The relationship of the residue theorem to Stokes' theorem is given by the Jordan curve theorem. The general plane curve γ must first be reduced to a set of simple closed curves {γ_i} whose total is equivalent to γ for integration purposes; this reduces the problem to finding the integral of f dz along a Jordan curve γ_i with interior V. The requirement that f be holomorphic on U₀ = U \ {a_k} is equivalent to the statement that the exterior derivative d(f dz) = 0 on U₀. Thus if two planar regions V and W of U enclose the same subset {a_j} of {a_k}, the regions V\W and W\V lie entirely in U₀, and hence $\scriptstyle \int _{V\backslash W}d(f\,dz)-\int _{W\backslash V}d(f\,dz)$ is well-defined and equal to zero. Consequently, the contour integral of f dz along γ_j = ∂V is equal to the sum of a set of integrals along paths λ_j, each enclosing an arbitrarily small region around a single a_j—the residues of f (up to the conventional factor 2πi) at {a_j}. Summing over {γ_j}, we recover the final expression of the contour integral in terms of the winding numbers {I(γ, a_k)}.

In order to evaluate real integrals, the residue theorem is used in the following manner: the integrand is extended to the complex plane and its residues are computed (which is usually easy), and a part of the real axis is extended to a closed curve by attaching a half-circle in the upper or lower half-plane, forming a semicircle. The integral over this curve can then be computed using the residue theorem. Often, the half-circle part of the integral will tend towards zero as the radius of the half-circle grows, leaving only the real-axis part of the integral, the one we were originally interested in.

Example

The integral

\int _{-\infty }^{\infty }{e^{itx} \over x^{2}+1}\,dx

The contour C.

arises in probability theory when calculating the characteristic function of the Cauchy distribution. It resists the techniques of elementary calculus but can be evaluated by expressing it as a limit of contour integrals.

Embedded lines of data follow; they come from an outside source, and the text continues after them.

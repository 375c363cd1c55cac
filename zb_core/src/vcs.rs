use std::path::Path;
use std::process::{Command, Stdio};

use tracing::warn;

/// The current commit identifier of the repository at `dir`, used to
/// version-stamp executables. Failure degrades to `None` with a warning;
/// stamping is then skipped for the commit symbol.
pub fn commit_hash(dir: &Path) -> Option<String> {
    let output = Command::new("git")
        .args(["rev-parse", "HEAD"])
        .current_dir(dir)
        .stdin(Stdio::null())
        .output();

    match output {
        Ok(output) if output.status.success() => {
            let hash = String::from_utf8_lossy(&output.stdout).trim().to_string();
            if hash.is_empty() { None } else { Some(hash) }
        }
        Ok(output) => {
            let stderr = String::from_utf8_lossy(&output.stderr);
            warn!(dir = %dir.display(), "could not read commit: {}", stderr.trim());
            None
        }
        Err(err) => {
            warn!(dir = %dir.display(), %err, "could not run version-control probe");
            None
        }
    }
}

#[cfg(test)]
mod tests {
    use super::*;

    #[test]
    fn missing_repository_probes_to_none() {
        let tmp = tempfile::tempdir().unwrap();
        assert_eq!(commit_hash(tmp.path()), None);
    }
}
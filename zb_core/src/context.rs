use std::env;
use std::fs;
use std::io;
use std::path::{Path, PathBuf};
use std::time::SystemTime;

use crate::consts;

/// Ambient configuration shared by every operation of one invocation.
///
/// Created once from flags and environment, then threaded through the
/// loader, the graph and the operations. Never mutated after construction.
#[derive(Debug, Clone)]
pub struct BuildContext {
    /// The compiler driver binary, e.g. `go`.
    pub driver: String,
    /// The external linter binary.
    pub linter: String,
    /// Source roots, in lookup order.
    pub src_dirs: Vec<PathBuf>,
    /// The invocation's working directory.
    pub cwd: PathBuf,
    /// Root of the on-disk result cache.
    pub cache_root: PathBuf,
    /// Treat every cached result as stale.
    pub force: bool,
    /// Operate on the named packages only, not their enclosing projects.
    pub package_mode: bool,
    /// List what would run instead of running it.
    pub list_only: bool,
    /// Warn on TODO/FIXME lines while scanning sources.
    pub warn_todo_fixme: bool,
    /// Leave vendored packages out of project expansion.
    pub exclude_vendor: bool,
    /// Passed to the driver's generate sub-action as `-run`.
    pub generate_run: Option<String>,
}

impl BuildContext {
    pub fn new() -> Self {
        let cwd = env::current_dir().unwrap_or_else(|_| PathBuf::from("."));
        Self {
            driver: "go".to_string(),
            linter: "gometalinter".to_string(),
            src_dirs: default_src_dirs(),
            cwd,
            cache_root: default_cache_root(),
            force: false,
            package_mode: false,
            list_only: false,
            warn_todo_fixme: true,
            exclude_vendor: false,
            generate_run: None,
        }
    }

    /// Refresh the mtime of `path` to now.
    ///
    /// The driver refuses to rewrite an up-to-date artifact, yet the
    /// artifact's mtime must advance past its inputs for the next staleness
    /// check, so every successful build touches its output.
    pub fn touch(&self, path: &Path) -> io::Result<()> {
        let file = fs::File::open(path)?;
        file.set_modified(SystemTime::now())
    }
}

impl Default for BuildContext {
    fn default() -> Self {
        Self::new()
    }
}

/// Source roots of the toolchain's conventional workspace layout: the
/// `src` directory under each workspace root.
pub fn default_src_dirs() -> Vec<PathBuf> {
    let mut dirs = Vec::new();

    if let Ok(gopath) = env::var("GOPATH") {
        for root in env::split_paths(&gopath) {
            if root.as_os_str().is_empty() {
                continue;
            }
            dirs.push(root.join("src"));
        }
    } else if let Some(home) = dirs::home_dir() {
        dirs.push(home.join("go").join("src"));
    }

    if let Ok(goroot) = env::var("GOROOT") {
        dirs.push(PathBuf::from(goroot).join("src"));
    }

    dirs
}

/// `$HOME/Library/Caches/zb` on darwin, `$HOME/.cache/zb` elsewhere,
/// honoring the platform override the cache crate knows about.
pub fn default_cache_root() -> PathBuf {
    dirs::cache_dir()
        .unwrap_or_else(env::temp_dir)
        .join(consts::APP_NAME)
}

/// Ensure `dir` exists with owner-only permissions.
pub fn create_private_dir(dir: &Path) -> io::Result<()> {
    use std::os::unix::fs::DirBuilderExt;

    if dir.is_dir() {
        return Ok(());
    }

    fs::DirBuilder::new().recursive(true).mode(0o700).create(dir)
}
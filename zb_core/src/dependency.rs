use std::fmt;
use std::fs;
use std::path::{Path, PathBuf};
use std::sync::Arc;
use std::time::SystemTime;

use tracing::debug;

use crate::FastMap;
use crate::context::BuildContext;
use crate::directive::DirectiveScanner;
use crate::package::{PackageLoader, PackageMeta};

/// Which operation family the graph is being built for. The mode decides
/// where package outputs land and what the executor does with each node.
#[derive(Debug, Clone, Copy, PartialEq, Eq)]
pub enum TargetMode {
    Build,
    Install,
    Generate,
}

impl fmt::Display for TargetMode {
    fn fmt(&self, f: &mut fmt::Formatter<'_>) -> fmt::Result {
        f.write_str(match self {
            TargetMode::Build => "build",
            TargetMode::Install => "install",
            TargetMode::Generate => "generate",
        })
    }
}

/// The mtime used for staleness checks; a missing file reads as the epoch
/// so anything real is newer than it.
pub fn file_mtime(path: &Path) -> SystemTime {
    fs::metadata(path)
        .and_then(|m| m.modified())
        .unwrap_or(SystemTime::UNIX_EPOCH)
}

/// A source file that declares generate directives. Shared between every
/// derived artifact of the same file so the generate sub-action can be
/// serialized per declaring file.
#[derive(Debug)]
pub struct DeclaringSource {
    pub path: PathBuf,
    pub lock: tokio::sync::Mutex<()>,
}

/// Hands out one [DeclaringSource] per path for the invocation.
#[derive(Debug, Default)]
pub struct DeclaringRegistry {
    map: FastMap<PathBuf, Arc<DeclaringSource>>,
}

impl DeclaringRegistry {
    pub fn get(&self, path: &Path) -> Arc<DeclaringSource> {
        self.map
            .entry(path.to_path_buf())
            .or_insert_with(|| {
                Arc::new(DeclaringSource {
                    path: path.to_path_buf(),
                    lock: tokio::sync::Mutex::new(()),
                })
            })
            .clone()
    }
}

/// A leaf input file. Never buildable; its mtime is the filesystem mtime.
#[derive(Debug, Clone)]
pub struct SourceFile {
    pub path: PathBuf,
}

/// A derived artifact declared by a generate directive. Regenerated by the
/// driver's generate sub-action on the declaring source whenever its input
/// is strictly newer.
#[derive(Debug, Clone)]
pub struct GeneratedFile {
    pub path: PathBuf,
    pub depends: PathBuf,
    pub declaring: Arc<DeclaringSource>,
}

/// A package compiled to a library or executable.
#[derive(Debug, Clone)]
pub struct PackageDep {
    pub meta: Arc<PackageMeta>,
    /// Where this node's artifact lives for the current mode.
    pub output: PathBuf,
    /// Import-path prefix bounding the in-project dependency walk.
    pub project_import_path: String,
    pub project_dir: PathBuf,
    /// Commit identifier stamped into executables.
    pub commit: Option<String>,
}

impl PackageDep {
    pub fn new(
        meta: Arc<PackageMeta>,
        mode: TargetMode,
        project_dir: &Path,
        project_import_path: &str,
        commit: Option<String>,
    ) -> Self {
        let output = match mode {
            TargetMode::Install => meta.install_path.clone(),
            TargetMode::Build | TargetMode::Generate => meta.build_path(project_dir),
        };

        Self {
            meta,
            output,
            project_import_path: project_import_path.to_string(),
            project_dir: project_dir.to_path_buf(),
            commit,
        }
    }

    fn in_project(&self, import: &str) -> bool {
        import == self.project_import_path
            || import.starts_with(&format!("{}/", self.project_import_path))
    }
}

/// A node in the dependency graph. Identity is the pair (name, kind); two
/// values with equal identity collapse to one target.
#[derive(Debug, Clone, strum::IntoStaticStr)]
#[strum(serialize_all = "snake_case")]
pub enum Dependency {
    Source(SourceFile),
    Generated(GeneratedFile),
    Package(PackageDep),
}

impl Dependency {
    pub fn source(path: impl Into<PathBuf>) -> Self {
        Dependency::Source(SourceFile { path: path.into() })
    }

    /// Identity name: the filesystem path of the node's artifact.
    pub fn name(&self) -> String {
        match self {
            Dependency::Source(f) => f.path.display().to_string(),
            Dependency::Generated(g) => g.path.display().to_string(),
            Dependency::Package(p) => p.output.display().to_string(),
        }
    }

    /// The stable kind discriminator: the variant tag, never a type name.
    pub fn kind(&self) -> &'static str {
        self.into()
    }

    pub fn buildable(&self) -> bool {
        match self {
            Dependency::Source(_) => false,
            Dependency::Generated(_) | Dependency::Package(_) => true,
        }
    }

    pub fn mtime(&self) -> SystemTime {
        match self {
            Dependency::Source(f) => file_mtime(&f.path),
            Dependency::Generated(g) => file_mtime(&g.path),
            Dependency::Package(p) => file_mtime(&p.output),
        }
    }

    /// The package behind this node, when there is one.
    pub fn package(&self) -> Option<&Arc<PackageMeta>> {
        match self {
            Dependency::Package(p) => Some(&p.meta),
            _ => None,
        }
    }
}

/// Everything dependency enumeration needs: the loader for imports, the
/// directive scanner for derived files, and the per-project anchors.
#[derive(Debug)]
pub struct DepContext {
    pub ctx: Arc<BuildContext>,
    pub loader: Arc<PackageLoader>,
    pub scanner: Arc<DirectiveScanner>,
    pub registry: Arc<DeclaringRegistry>,
    pub mode: TargetMode,
    pub project_dir: PathBuf,
    pub project_import_path: String,
    pub commit: Option<String>,
}

impl Dependency {
    /// Enumerate this node's direct dependencies.
    ///
    /// Packages depend on their in-project imports, their own source files
    /// and the derived artifacts those sources declare; generated files
    /// depend on their input; leaf files have none.
    pub fn dependencies(&self, dc: &DepContext) -> Result<Vec<Dependency>, crate::ops::OpError> {
        match self {
            Dependency::Source(_) => Ok(Vec::new()),

            Dependency::Generated(g) => Ok(vec![Dependency::source(g.depends.clone())]),

            Dependency::Package(p) => {
                let mut deps = Vec::new();

                for import in &p.meta.imports {
                    if !p.in_project(import) {
                        continue;
                    }

                    let meta = dc.loader.load(import, &p.meta.dir)?;
                    deps.push(Dependency::Package(PackageDep::new(
                        meta,
                        dc.mode,
                        &p.project_dir,
                        &p.project_import_path,
                        p.commit.clone(),
                    )));
                }

                for path in p.meta.compiled_source_paths() {
                    let rules = dc
                        .scanner
                        .scan(&path, &dc.project_dir, p.meta.is_vendored)?;

                    for rule in rules.iter() {
                        debug!(
                            artifact = %rule.artifact.display(),
                            "package depends on generated file"
                        );
                        deps.push(Dependency::Generated(GeneratedFile {
                            path: rule.artifact.clone(),
                            depends: rule.depends.clone(),
                            declaring: dc.registry.get(&path),
                        }));
                    }

                    deps.push(Dependency::source(path));
                }

                Ok(deps)
            }
        }
    }
}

Suppose t > 0 and define the contour C that goes along the real line from −a to a and then counterclockwise along a semicircle centered at 0 from a to −a. Take a to be greater than 1, so that the imaginary unit i is enclosed within the curve. The contour integral is

\int _{C}{f(z)}\,dz=\int _{C}{e^{itz} \over z^{2}+1}\,dz.

Since e^itz is an entire function (having no singularities at any point in the complex plane), this function has singularities only where the denominator z² + 1 is zero. Since z² + 1 = (z + i)(z − i), that happens only where z = i or z = −i. Only one of those points is in the region bounded by this contour. Because f(z) is

{\begin{aligned}{\frac {e^{itz}}{z^{2}+1}}&={\frac {e^{itz}}{2i}}\left({\frac {1}{z-i}}-{\frac {1}{z+i}}\right)\\&={\frac {e^{itz}}{2i(z-i)}}-{\frac {e^{itz}}{2i(z+i)}},\end{aligned}}

the residue of f(z) at z = i is

\operatorname {Res} \limits _{z=i}f(z)={e^{-t} \over 2i}.

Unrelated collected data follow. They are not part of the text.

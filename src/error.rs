//! Error taxonomy for the record store, reader, aggregator and exporter.
//!
//! Two classes reach callers:
//!
//! - [`LogError::InvalidArgument`]: the request was rejected before any I/O
//!   (bad window, missing required field, bad or duplicate identifier).
//! - [`LogError::Storage`] / [`LogError::Serialization`]: the filesystem or
//!   the JSON encoder failed. Nothing is retried.
//!
//! Files that cannot be read back during aggregation are not errors; they
//! surface as [`crate::reader::ReadWarning`] values instead.

use std::path::PathBuf;

/// Result alias used by the core modules.
pub type LogResult<T> = Result<T, LogError>;

#[derive(Debug, thiserror::Error)]
pub enum LogError {
    #[error("invalid argument: {0}")]
    InvalidArgument(String),

    #[error("storage error at {}: {source}", path.display())]
    Storage {
        path: PathBuf,
        #[source]
        source: std::io::Error,
    },

    #[error("serialization error: {0}")]
    Serialization(#[from] serde_json::Error),
}

impl LogError {
    pub fn invalid(message: impl Into<String>) -> Self {
        Self::InvalidArgument(message.into())
    }

    pub fn storage(path: impl Into<PathBuf>, source: std::io::Error) -> Self {
        Self::Storage {
            path: path.into(),
            source,
        }
    }

    /// `true` for errors caused by the caller rather than the environment.
    pub fn is_client_error(&self) -> bool {
        matches!(self, Self::InvalidArgument(_))
    }
}
//! Append-only record store.
//!
//! Each record is one pretty-printed JSON file at
//! `<root>/<kind dir>/<id>.json`. Files are created with create-new
//! semantics, so a write can never clobber an earlier record, and the bytes
//! are fully serialized before the file is opened.
//!
//! # Layout
//!
//! ```text
//! <root>/project.json
//! <root>/meetings/meeting_20260301_093000_0001_1a2b3c4d.json
//! <root>/requirements/requirement_....json
//! <root>/milestones/milestone_....json
//! <root>/reports/report_....json
//! ```
//!
//! # Identifiers
//!
//! Generated identifiers are `<prefix>_<YYYYMMDD_HHMMSS>_<seq>_<rand8>`:
//! a second-resolution timestamp, a process-wide monotonic sequence number
//! and eight hex characters of a v4 UUID. Two writers in the same process
//! never collide; writers in different processes would have to draw the same
//! random suffix in the same second with the same sequence number.

use chrono::{DateTime, Utc};
use serde::{Deserialize, Serialize};
use std::fs::OpenOptions;
use std::io::Write;
use std::path::{Path, PathBuf};
use std::sync::atomic::{AtomicU64, Ordering};
use tracing::{debug, info};

use crate::config::Config;
use crate::error::{LogError, LogResult};
use crate::models::{LogRecord, RecordKind};

const METADATA_FILE: &str = "project.json";
const REPORTS_DIR: &str = "reports";

static ID_SEQUENCE: AtomicU64 = AtomicU64::new(0);

/// Project-level metadata written once by [`RecordStore::init`].
#[derive(Debug, Clone, PartialEq, Serialize, Deserialize)]
pub struct ProjectMetadata {
    pub project_name: String,
    pub created_at: DateTime<Utc>,
    pub status: String,
}

/// Handle to an on-disk project log.
///
/// Holds nothing but the root path; every operation goes straight to the
/// filesystem.
#[derive(Debug, Clone)]
pub struct RecordStore {
    root: PathBuf,
}

impl RecordStore {
    pub fn new(root: impl Into<PathBuf>) -> Self {
        Self { root: root.into() }
    }

    pub fn from_config(config: &Config) -> Self {
        Self::new(config.storage.root.clone())
    }

    pub fn root(&self) -> &Path {
        &self.root
    }

    pub fn kind_dir(&self, kind: RecordKind) -> PathBuf {
        self.root.join(kind.dir_name())
    }

    pub fn reports_dir(&self) -> PathBuf {
        self.root.join(REPORTS_DIR)
    }

    pub fn record_path(&self, kind: RecordKind, id: &str) -> PathBuf {
        self.kind_dir(kind).join(format!("{}.json", id))
    }

    /// Creates the directory layout and `project.json`.
    ///
    /// Idempotent: existing metadata is returned untouched.
    pub fn init(&self, project_name: &str) -> LogResult<ProjectMetadata> {
        if project_name.trim().is_empty() {
            return Err(LogError::invalid("project name must not be empty"));
        }

        for kind in RecordKind::ALL {
            let dir = self.kind_dir(kind);
            std::fs::create_dir_all(&dir).map_err(|e| LogError::storage(&dir, e))?;
        }
        let reports = self.reports_dir();
        std::fs::create_dir_all(&reports).map_err(|e| LogError::storage(&reports, e))?;

        if let Some(existing) = self.metadata()? {
            debug!(root = %self.root.display(), "project log already initialized");
            return Ok(existing);
        }

        let metadata = ProjectMetadata {
            project_name: project_name.to_string(),
            created_at: Utc::now(),
            status: "Active".to_string(),
        };
        let bytes = serde_json::to_vec_pretty(&metadata)?;
        write_new_file(&self.root.join(METADATA_FILE), &bytes)?;
        info!(root = %self.root.display(), project = project_name, "project log initialized");
        Ok(metadata)
    }

    /// Reads `project.json`, or `None` if the store was never initialized.
    pub fn metadata(&self) -> LogResult<Option<ProjectMetadata>> {
        let path = self.root.join(METADATA_FILE);
        match std::fs::read(&path) {
            Ok(bytes) => Ok(Some(serde_json::from_slice(&bytes)?)),
            Err(e) if e.kind() == std::io::ErrorKind::NotFound => Ok(None),
            Err(e) => Err(LogError::storage(&path, e)),
        }
    }

    /// Persists a record and returns its identifier.
    ///
    /// An empty `id` is replaced with a generated one. A caller-supplied id
    /// must be a plain file stem and must not exist yet.
    pub fn write<R: LogRecord>(&self, mut record: R) -> LogResult<String> {
        record.validate()?;

        if record.id().is_empty() {
            record.set_id(generate_id(R::KIND.id_prefix(), Utc::now()));
        } else {
            validate_id(record.id())?;
        }

        let id = record.id().to_string();
        let bytes = serde_json::to_vec_pretty(&record)?;

        let dir = self.kind_dir(R::KIND);
        std::fs::create_dir_all(&dir).map_err(|e| LogError::storage(&dir, e))?;
        write_new_file(&self.record_path(R::KIND, &id), &bytes)?;

        info!(kind = %R::KIND, id = %id, "record written");
        Ok(id)
    }
}

/// Builds a new identifier with the given prefix.
pub(crate) fn generate_id(prefix: &str, now: DateTime<Utc>) -> String {
    let seq = ID_SEQUENCE.fetch_add(1, Ordering::Relaxed);
    let suffix = uuid::Uuid::new_v4().simple().to_string();
    format!(
        "{}_{}_{:04}_{}",
        prefix,
        now.format("%Y%m%d_%H%M%S"),
        seq,
        &suffix[..8]
    )
}

/// Identifiers become file names, so only `[A-Za-z0-9_-]` is allowed.
pub(crate) fn validate_id(id: &str) -> LogResult<()> {
    if id.is_empty() || id.len() > 128 {
        return Err(LogError::invalid("identifier must be 1-128 characters"));
    }
    if !id
        .chars()
        .all(|c| c.is_ascii_alphanumeric() || c == '-' || c == '_')
    {
        return Err(LogError::invalid(format!(
            "identifier '{}' may only contain letters, digits, '-' and '_'",
            id
        )));
    }
    Ok(())
}

/// Creates `path` and writes `bytes` to it, refusing to replace an existing
/// file. A failed write removes the partial file.
pub(crate) fn write_new_file(path: &Path, bytes: &[u8]) -> LogResult<()> {
    let mut file = match OpenOptions::new().write(true).create_new(true).open(path) {
        Ok(f) => f,
        Err(e) if e.kind() == std::io::ErrorKind::AlreadyExists => {
            return Err(LogError::invalid(format!(
                "{} already exists",
                path.file_stem()
                    .map(|s| s.to_string_lossy().to_string())
                    .unwrap_or_else(|| path.display().to_string())
            )));
        }
        Err(e) => return Err(LogError::storage(path, e)),
    };

    if let Err(e) = file.write_all(bytes).and_then(|_| file.sync_all()) {
        drop(file);
        let _ = std::fs::remove_file(path);
        return Err(LogError::storage(path, e));
    }
    Ok(())
}

#[cfg(test)]
mod tests {
    use super::*;
    use crate::models::{MeetingRecord, MilestoneRecord, MilestoneStatus};
    use std::collections::HashSet;
    use tempfile::TempDir;

    fn meeting(participants: &[&str]) -> MeetingRecord {
        MeetingRecord {
            id: String::new(),
            timestamp: Utc::now(),
            participants: participants.iter().map(|s| s.to_string()).collect(),
            key_discussions: vec!["Storage layout".into()],
            action_items: vec![],
            decisions: vec!["Use local storage".into()],
            next_steps: vec![],
        }
    }

    #[test]
    fn write_creates_one_file_under_kind_dir() {
        let tmp = TempDir::new().unwrap();
        let store = RecordStore::new(tmp.path());

        let id = store.write(meeting(&["Alice", "Bob"])).unwrap();
        assert!(id.starts_with("meeting_"));

        let path = store.record_path(RecordKind::Meeting, &id);
        assert!(path.exists());
        let saved: MeetingRecord =
            serde_json::from_slice(&std::fs::read(&path).unwrap()).unwrap();
        assert_eq!(saved.id, id);
        assert_eq!(saved.participants, vec!["Alice", "Bob"]);

        let files = std::fs::read_dir(store.kind_dir(RecordKind::Meeting))
            .unwrap()
            .count();
        assert_eq!(files, 1);
    }

    #[test]
    fn generated_ids_are_unique() {
        let tmp = TempDir::new().unwrap();
        let store = RecordStore::new(tmp.path());

        let mut ids = HashSet::new();
        for _ in 0..200 {
            let id = store.write(meeting(&["Alice"])).unwrap();
            assert!(ids.insert(id), "duplicate identifier generated");
        }
        assert_eq!(ids.len(), 200);
    }

    #[test]
    fn supplied_id_is_kept_and_never_overwritten() {
        let tmp = TempDir::new().unwrap();
        let store = RecordStore::new(tmp.path());

        let mut first = meeting(&["Alice"]);
        first.id = "kickoff".into();
        assert_eq!(store.write(first).unwrap(), "kickoff");

        let mut second = meeting(&["Mallory"]);
        second.id = "kickoff".into();
        let err = store.write(second).unwrap_err();
        assert!(err.is_client_error());

        let saved: MeetingRecord = serde_json::from_slice(
            &std::fs::read(store.record_path(RecordKind::Meeting, "kickoff")).unwrap(),
        )
        .unwrap();
        assert_eq!(saved.participants, vec!["Alice"]);
    }

    #[test]
    fn path_like_ids_are_rejected_before_io() {
        let tmp = TempDir::new().unwrap();
        let store = RecordStore::new(tmp.path());

        let mut m = meeting(&["Alice"]);
        m.id = "../escape".into();
        assert!(matches!(
            store.write(m).unwrap_err(),
            LogError::InvalidArgument(_)
        ));
        assert!(!store.kind_dir(RecordKind::Meeting).exists());
    }

    #[test]
    fn invalid_record_writes_nothing() {
        let tmp = TempDir::new().unwrap();
        let store = RecordStore::new(tmp.path());

        let ms = MilestoneRecord {
            id: String::new(),
            timestamp: Utc::now(),
            name: "   ".into(),
            description: String::new(),
            status: MilestoneStatus::Planned,
            completion_date: None,
            key_achievements: vec![],
        };
        assert!(store.write(ms).unwrap_err().is_client_error());
        assert!(!store.kind_dir(RecordKind::Milestone).exists());
    }

    #[test]
    fn kinds_do_not_share_directories() {
        let tmp = TempDir::new().unwrap();
        let store = RecordStore::new(tmp.path());

        store.write(meeting(&["Alice"])).unwrap();
        let ms_id = store
            .write(MilestoneRecord {
                id: String::new(),
                timestamp: Utc::now(),
                name: "Alpha".into(),
                description: String::new(),
                status: MilestoneStatus::Completed,
                completion_date: None,
                key_achievements: vec!["Design done".into()],
            })
            .unwrap();

        assert!(ms_id.starts_with("milestone_"));
        assert!(store.record_path(RecordKind::Milestone, &ms_id).exists());
        assert!(!store.record_path(RecordKind::Meeting, &ms_id).exists());
    }

    #[test]
    fn init_is_idempotent() {
        let tmp = TempDir::new().unwrap();
        let store = RecordStore::new(tmp.path().join("log"));

        assert!(store.metadata().unwrap().is_none());
        let first = store.init("Confidant").unwrap();
        let second = store.init("Renamed").unwrap();
        assert_eq!(first, second);
        assert_eq!(second.project_name, "Confidant");
        assert_eq!(second.status, "Active");

        for kind in RecordKind::ALL {
            assert!(store.kind_dir(kind).is_dir());
        }
        assert!(store.reports_dir().is_dir());
    }

    #[test]
    fn id_format_carries_prefix_and_timestamp() {
        let now = chrono::TimeZone::with_ymd_and_hms(&Utc, 2026, 3, 1, 9, 30, 0).unwrap();
        let id = generate_id("report", now);
        assert!(id.starts_with("report_20260301_093000_"), "got {}", id);
        assert!(validate_id(&id).is_ok());
    }
}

According to the residue theorem, then, we have

\int _{C}f(z)\,dz=2\pi i\cdot \operatorname {Res} \limits _{z=i}f(z)=2\pi i{e^{-t} \over 2i}=\pi e^{-t}.

The contour C may be split into a "straight" part and a curved arc, so that

\int _{\mathrm {straight} }f(z)\,dz+\int _{\mathrm {arc} }f(z)\,dz=\pi e^{-t}\,

and thus

\int _{-a}^{a}f(z)\,dz=\pi e^{-t}-\int _{\mathrm {arc} }f(z)\,dz.

Using some estimations, we have

\left|\int _{\mathrm {arc} }{e^{itz} \over z^{2}+1}\,dz\right|\leq \int _{\mathrm {arc} }\left|{e^{itz} \over z^{2}+1}\right|dz\leq \int _{\mathrm {arc} }{1 \over |z^{2}+1|}dz\leq \int _{\mathrm {arc} }{1 \over a^{2}-1}dz={\frac {\pi a}{a^{2}-1}}.

and

\lim _{a\to \infty }{\frac {\pi a}{a^{2}-1}}=0.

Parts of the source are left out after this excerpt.